What to work on: Your answer should be one number: the count of lines in the data below that include "EnvFilter".

==== Working data

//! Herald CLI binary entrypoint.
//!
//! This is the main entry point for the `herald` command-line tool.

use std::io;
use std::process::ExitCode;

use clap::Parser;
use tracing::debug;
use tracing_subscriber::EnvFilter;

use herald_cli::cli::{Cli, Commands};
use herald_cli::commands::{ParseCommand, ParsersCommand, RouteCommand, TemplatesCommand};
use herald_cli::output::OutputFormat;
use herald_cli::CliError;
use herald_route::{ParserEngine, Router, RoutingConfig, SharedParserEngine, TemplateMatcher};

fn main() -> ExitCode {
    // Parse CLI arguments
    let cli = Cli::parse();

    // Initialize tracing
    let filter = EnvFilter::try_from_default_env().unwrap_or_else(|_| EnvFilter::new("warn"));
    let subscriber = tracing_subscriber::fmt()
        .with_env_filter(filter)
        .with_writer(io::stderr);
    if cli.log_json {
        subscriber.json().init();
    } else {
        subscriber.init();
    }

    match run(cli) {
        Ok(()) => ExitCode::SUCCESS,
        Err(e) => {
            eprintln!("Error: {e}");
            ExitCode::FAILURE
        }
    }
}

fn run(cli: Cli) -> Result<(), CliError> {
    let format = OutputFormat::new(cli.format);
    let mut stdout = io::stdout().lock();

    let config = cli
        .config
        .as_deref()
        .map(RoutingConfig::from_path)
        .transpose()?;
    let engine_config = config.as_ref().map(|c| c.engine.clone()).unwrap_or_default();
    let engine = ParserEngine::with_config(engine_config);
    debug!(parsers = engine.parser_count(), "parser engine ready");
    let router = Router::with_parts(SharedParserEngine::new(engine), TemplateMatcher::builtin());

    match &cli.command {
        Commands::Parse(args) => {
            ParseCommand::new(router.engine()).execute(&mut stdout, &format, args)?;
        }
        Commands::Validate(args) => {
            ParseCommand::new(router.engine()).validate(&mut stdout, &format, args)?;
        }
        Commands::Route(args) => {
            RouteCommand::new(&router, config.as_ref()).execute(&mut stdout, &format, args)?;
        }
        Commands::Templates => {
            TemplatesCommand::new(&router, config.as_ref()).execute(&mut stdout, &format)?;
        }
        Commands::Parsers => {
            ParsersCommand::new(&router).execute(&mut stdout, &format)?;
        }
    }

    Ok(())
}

========
==== Working data

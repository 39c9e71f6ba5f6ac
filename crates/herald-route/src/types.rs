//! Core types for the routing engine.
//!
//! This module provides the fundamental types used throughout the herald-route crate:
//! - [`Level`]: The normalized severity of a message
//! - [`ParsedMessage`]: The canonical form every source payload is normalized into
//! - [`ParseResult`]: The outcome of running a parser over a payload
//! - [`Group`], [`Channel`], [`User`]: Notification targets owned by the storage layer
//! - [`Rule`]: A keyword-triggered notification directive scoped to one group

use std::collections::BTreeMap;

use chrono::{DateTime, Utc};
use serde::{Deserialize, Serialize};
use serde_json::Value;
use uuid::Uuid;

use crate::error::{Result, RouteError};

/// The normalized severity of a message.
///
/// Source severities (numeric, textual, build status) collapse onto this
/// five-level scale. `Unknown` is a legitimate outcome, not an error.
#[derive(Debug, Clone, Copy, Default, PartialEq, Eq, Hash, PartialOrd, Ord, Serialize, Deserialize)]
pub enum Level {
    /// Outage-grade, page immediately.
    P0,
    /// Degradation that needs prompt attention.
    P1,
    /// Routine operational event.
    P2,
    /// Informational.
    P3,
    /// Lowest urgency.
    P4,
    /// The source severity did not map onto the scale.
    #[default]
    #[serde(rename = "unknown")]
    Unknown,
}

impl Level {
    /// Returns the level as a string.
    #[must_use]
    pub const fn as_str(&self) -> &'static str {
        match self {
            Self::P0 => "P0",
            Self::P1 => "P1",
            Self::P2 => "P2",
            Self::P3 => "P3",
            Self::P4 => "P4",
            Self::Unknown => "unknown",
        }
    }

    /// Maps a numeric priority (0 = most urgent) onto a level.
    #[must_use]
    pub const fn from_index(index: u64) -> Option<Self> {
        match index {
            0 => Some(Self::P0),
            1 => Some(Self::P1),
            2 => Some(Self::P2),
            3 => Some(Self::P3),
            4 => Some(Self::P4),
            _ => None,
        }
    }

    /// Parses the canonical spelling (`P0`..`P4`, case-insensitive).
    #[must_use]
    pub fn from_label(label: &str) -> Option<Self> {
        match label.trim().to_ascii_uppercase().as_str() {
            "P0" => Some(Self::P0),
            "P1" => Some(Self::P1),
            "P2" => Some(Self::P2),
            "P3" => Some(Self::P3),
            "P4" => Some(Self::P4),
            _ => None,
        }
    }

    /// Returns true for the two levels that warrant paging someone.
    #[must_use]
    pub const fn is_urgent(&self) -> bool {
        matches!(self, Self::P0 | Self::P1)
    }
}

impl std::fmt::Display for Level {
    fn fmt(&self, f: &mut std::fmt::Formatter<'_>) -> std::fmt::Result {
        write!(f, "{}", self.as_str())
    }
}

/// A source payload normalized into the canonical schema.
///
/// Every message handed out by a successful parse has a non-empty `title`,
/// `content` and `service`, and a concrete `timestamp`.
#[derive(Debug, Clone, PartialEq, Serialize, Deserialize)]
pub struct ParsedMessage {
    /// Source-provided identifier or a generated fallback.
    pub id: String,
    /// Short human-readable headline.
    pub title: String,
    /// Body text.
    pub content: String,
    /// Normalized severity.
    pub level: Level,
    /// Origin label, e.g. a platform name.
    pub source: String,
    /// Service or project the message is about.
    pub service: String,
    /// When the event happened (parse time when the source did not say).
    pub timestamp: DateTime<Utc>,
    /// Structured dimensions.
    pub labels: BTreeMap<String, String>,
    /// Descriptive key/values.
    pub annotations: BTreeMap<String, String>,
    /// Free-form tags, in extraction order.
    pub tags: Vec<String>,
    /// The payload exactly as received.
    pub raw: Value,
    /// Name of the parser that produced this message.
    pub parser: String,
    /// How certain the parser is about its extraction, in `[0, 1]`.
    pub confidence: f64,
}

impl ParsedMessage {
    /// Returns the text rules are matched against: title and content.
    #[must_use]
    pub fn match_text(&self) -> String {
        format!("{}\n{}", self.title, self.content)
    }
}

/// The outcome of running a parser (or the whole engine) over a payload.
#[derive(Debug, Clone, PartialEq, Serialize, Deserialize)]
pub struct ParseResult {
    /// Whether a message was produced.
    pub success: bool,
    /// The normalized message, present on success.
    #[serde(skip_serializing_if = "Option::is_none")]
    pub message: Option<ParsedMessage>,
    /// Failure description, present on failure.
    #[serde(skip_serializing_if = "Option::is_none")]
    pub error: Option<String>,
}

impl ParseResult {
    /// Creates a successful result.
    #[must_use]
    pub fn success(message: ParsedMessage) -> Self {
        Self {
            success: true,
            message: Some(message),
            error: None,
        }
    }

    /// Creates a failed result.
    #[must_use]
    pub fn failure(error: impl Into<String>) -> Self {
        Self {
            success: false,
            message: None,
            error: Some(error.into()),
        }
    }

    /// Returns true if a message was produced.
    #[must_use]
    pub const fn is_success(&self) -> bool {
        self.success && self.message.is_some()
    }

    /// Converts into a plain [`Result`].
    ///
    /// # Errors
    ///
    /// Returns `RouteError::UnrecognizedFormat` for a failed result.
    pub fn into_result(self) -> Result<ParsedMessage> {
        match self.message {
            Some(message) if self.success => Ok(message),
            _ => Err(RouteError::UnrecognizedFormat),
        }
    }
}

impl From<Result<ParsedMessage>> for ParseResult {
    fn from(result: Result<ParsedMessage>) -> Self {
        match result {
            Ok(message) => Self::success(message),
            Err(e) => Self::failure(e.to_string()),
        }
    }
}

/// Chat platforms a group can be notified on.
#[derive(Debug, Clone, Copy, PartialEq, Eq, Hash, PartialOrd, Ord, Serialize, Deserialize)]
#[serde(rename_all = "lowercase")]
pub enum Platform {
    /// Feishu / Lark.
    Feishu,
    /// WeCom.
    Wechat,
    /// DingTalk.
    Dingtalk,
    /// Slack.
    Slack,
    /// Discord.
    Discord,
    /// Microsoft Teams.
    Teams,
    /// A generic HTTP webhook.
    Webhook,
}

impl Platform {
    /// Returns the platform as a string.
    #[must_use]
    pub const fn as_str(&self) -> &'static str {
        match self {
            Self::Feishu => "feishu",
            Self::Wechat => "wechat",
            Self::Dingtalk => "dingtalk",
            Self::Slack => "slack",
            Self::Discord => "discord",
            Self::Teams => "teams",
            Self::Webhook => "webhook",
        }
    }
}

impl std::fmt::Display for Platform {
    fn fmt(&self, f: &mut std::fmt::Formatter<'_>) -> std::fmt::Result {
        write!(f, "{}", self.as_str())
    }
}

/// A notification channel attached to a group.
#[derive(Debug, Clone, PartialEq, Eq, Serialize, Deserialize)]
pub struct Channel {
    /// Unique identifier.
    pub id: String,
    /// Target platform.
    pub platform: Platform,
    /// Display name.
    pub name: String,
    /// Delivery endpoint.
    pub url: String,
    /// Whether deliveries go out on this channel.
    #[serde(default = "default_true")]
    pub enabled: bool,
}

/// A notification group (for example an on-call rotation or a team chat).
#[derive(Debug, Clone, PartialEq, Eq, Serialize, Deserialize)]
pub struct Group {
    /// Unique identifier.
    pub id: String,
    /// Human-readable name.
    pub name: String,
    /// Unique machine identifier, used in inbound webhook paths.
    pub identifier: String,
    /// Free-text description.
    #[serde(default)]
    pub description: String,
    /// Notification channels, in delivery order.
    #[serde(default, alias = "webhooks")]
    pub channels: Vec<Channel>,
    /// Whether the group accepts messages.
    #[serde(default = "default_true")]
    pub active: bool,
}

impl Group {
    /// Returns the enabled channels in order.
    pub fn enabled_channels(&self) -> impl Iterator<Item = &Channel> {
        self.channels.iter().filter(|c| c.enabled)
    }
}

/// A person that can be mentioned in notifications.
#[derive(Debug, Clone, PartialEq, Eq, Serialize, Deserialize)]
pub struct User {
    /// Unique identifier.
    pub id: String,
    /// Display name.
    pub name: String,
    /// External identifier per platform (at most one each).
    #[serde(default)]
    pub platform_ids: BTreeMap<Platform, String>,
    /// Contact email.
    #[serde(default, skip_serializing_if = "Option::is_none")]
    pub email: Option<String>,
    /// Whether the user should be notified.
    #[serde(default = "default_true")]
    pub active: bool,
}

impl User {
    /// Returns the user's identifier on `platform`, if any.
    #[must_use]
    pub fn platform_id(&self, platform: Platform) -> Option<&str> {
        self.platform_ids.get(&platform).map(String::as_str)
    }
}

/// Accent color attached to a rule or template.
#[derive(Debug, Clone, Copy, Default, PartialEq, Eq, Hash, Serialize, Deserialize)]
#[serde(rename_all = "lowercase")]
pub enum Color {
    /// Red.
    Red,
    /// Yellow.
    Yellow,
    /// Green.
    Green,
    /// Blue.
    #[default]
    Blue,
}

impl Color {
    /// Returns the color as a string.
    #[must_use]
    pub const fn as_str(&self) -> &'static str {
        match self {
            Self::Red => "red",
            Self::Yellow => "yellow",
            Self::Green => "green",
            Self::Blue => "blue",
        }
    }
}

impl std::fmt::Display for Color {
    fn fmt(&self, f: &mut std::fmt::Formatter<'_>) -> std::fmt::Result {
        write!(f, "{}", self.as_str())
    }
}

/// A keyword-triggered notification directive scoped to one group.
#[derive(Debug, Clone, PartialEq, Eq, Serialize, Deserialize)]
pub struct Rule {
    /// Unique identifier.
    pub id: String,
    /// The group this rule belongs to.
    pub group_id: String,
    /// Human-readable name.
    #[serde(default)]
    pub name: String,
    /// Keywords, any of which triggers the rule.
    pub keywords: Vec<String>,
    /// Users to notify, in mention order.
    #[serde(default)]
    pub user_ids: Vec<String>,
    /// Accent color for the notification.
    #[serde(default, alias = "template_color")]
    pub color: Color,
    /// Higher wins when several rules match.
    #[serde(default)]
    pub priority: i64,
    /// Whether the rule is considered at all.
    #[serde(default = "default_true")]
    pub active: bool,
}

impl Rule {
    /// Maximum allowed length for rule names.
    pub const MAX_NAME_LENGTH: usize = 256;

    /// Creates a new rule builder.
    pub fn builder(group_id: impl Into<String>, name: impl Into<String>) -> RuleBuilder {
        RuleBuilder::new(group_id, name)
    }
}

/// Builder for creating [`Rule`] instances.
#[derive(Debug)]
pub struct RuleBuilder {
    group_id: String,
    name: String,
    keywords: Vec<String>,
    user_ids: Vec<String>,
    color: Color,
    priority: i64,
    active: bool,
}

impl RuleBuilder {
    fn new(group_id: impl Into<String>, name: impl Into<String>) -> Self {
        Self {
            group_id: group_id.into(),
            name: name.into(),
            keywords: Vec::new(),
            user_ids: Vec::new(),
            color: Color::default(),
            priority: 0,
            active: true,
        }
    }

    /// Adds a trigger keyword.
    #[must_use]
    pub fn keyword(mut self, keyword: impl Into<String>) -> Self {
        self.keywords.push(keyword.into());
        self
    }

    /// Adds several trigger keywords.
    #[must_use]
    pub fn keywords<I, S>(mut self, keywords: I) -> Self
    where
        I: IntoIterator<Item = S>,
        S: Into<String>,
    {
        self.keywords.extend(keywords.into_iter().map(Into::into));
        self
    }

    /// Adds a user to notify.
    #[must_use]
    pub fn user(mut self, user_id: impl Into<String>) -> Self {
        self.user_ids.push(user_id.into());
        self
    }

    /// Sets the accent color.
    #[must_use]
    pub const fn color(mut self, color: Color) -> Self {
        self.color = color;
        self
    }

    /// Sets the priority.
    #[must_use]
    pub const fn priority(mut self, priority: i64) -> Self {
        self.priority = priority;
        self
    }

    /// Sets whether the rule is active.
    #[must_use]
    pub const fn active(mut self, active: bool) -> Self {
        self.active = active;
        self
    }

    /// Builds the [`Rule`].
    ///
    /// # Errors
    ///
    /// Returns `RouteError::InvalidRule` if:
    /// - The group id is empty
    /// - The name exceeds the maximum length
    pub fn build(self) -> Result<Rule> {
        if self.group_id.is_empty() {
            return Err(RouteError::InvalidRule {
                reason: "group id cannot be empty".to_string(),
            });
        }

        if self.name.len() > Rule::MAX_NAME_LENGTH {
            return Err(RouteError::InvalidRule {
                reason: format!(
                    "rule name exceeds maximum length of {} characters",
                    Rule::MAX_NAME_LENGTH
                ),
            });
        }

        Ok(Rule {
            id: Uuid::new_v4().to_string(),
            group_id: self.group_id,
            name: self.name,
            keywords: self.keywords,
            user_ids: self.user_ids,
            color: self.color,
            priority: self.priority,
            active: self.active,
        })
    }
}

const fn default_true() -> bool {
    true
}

========
==== Working data

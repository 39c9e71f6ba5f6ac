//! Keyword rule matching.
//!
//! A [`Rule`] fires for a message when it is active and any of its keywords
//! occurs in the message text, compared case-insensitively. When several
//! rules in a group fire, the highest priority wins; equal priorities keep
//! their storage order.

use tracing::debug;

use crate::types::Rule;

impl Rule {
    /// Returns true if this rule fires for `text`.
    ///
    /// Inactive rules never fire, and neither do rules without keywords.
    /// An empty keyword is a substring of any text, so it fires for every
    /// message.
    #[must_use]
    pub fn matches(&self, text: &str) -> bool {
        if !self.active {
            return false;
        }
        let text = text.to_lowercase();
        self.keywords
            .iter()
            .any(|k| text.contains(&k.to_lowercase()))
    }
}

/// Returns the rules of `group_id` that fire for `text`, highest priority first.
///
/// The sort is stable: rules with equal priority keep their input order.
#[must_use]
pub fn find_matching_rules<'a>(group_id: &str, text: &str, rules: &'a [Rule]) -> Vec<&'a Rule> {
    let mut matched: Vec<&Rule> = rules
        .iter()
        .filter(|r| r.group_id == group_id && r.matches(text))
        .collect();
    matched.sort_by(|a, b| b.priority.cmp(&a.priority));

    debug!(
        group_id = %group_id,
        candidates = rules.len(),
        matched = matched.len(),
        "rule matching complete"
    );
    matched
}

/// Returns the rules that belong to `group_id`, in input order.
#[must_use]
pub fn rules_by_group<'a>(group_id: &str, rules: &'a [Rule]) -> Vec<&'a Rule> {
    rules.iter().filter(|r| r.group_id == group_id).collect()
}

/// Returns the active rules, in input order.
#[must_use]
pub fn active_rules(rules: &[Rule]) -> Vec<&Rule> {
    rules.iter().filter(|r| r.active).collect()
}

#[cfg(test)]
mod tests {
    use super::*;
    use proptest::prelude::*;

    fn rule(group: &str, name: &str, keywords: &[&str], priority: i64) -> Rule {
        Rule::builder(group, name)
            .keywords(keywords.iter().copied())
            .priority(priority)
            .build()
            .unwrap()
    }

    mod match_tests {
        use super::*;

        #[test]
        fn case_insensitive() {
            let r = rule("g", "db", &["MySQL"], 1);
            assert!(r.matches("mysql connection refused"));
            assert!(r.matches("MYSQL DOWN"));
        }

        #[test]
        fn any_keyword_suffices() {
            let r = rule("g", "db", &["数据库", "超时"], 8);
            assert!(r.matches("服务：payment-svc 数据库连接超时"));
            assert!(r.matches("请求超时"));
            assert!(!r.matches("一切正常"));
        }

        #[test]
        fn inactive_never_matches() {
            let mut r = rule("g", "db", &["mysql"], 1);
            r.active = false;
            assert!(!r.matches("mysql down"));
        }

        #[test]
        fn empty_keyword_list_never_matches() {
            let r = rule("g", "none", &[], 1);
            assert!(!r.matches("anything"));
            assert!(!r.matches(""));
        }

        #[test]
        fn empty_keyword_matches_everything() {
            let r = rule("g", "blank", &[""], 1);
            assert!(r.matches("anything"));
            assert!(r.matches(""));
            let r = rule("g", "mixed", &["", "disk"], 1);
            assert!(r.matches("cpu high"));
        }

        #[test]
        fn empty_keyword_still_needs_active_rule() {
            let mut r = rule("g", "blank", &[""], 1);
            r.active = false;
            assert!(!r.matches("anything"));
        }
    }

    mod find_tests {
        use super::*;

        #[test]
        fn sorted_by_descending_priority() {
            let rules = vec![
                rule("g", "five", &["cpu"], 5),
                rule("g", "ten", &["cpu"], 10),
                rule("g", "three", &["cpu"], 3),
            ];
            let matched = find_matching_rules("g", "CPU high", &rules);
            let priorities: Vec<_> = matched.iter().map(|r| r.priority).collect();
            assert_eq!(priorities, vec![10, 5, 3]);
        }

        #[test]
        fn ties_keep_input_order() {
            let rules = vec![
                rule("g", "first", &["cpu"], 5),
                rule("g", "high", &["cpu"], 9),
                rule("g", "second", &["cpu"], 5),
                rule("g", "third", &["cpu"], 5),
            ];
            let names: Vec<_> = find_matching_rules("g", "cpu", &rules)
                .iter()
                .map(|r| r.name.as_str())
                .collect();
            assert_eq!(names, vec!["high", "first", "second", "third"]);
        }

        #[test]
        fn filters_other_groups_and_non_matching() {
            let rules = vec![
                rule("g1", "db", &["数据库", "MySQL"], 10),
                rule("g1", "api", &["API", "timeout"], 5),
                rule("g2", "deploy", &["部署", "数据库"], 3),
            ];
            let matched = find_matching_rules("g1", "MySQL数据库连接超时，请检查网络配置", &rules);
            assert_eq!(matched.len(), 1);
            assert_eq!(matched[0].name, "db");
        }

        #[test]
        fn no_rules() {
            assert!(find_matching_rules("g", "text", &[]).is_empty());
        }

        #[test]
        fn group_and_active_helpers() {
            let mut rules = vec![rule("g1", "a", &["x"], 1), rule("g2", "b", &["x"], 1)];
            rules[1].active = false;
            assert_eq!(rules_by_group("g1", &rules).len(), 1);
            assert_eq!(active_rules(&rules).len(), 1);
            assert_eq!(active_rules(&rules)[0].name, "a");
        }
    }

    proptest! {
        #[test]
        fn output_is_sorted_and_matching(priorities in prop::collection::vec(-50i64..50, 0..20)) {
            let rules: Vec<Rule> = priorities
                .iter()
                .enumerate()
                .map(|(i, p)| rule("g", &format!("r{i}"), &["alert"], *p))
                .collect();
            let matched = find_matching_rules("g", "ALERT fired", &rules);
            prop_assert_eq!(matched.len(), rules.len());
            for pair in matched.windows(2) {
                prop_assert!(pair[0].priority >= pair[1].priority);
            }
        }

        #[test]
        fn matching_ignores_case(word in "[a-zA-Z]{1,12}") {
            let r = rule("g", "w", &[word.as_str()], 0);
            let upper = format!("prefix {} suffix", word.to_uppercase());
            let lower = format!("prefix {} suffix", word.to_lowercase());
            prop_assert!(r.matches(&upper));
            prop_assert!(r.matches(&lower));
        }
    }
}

========

Response to the exercise: 2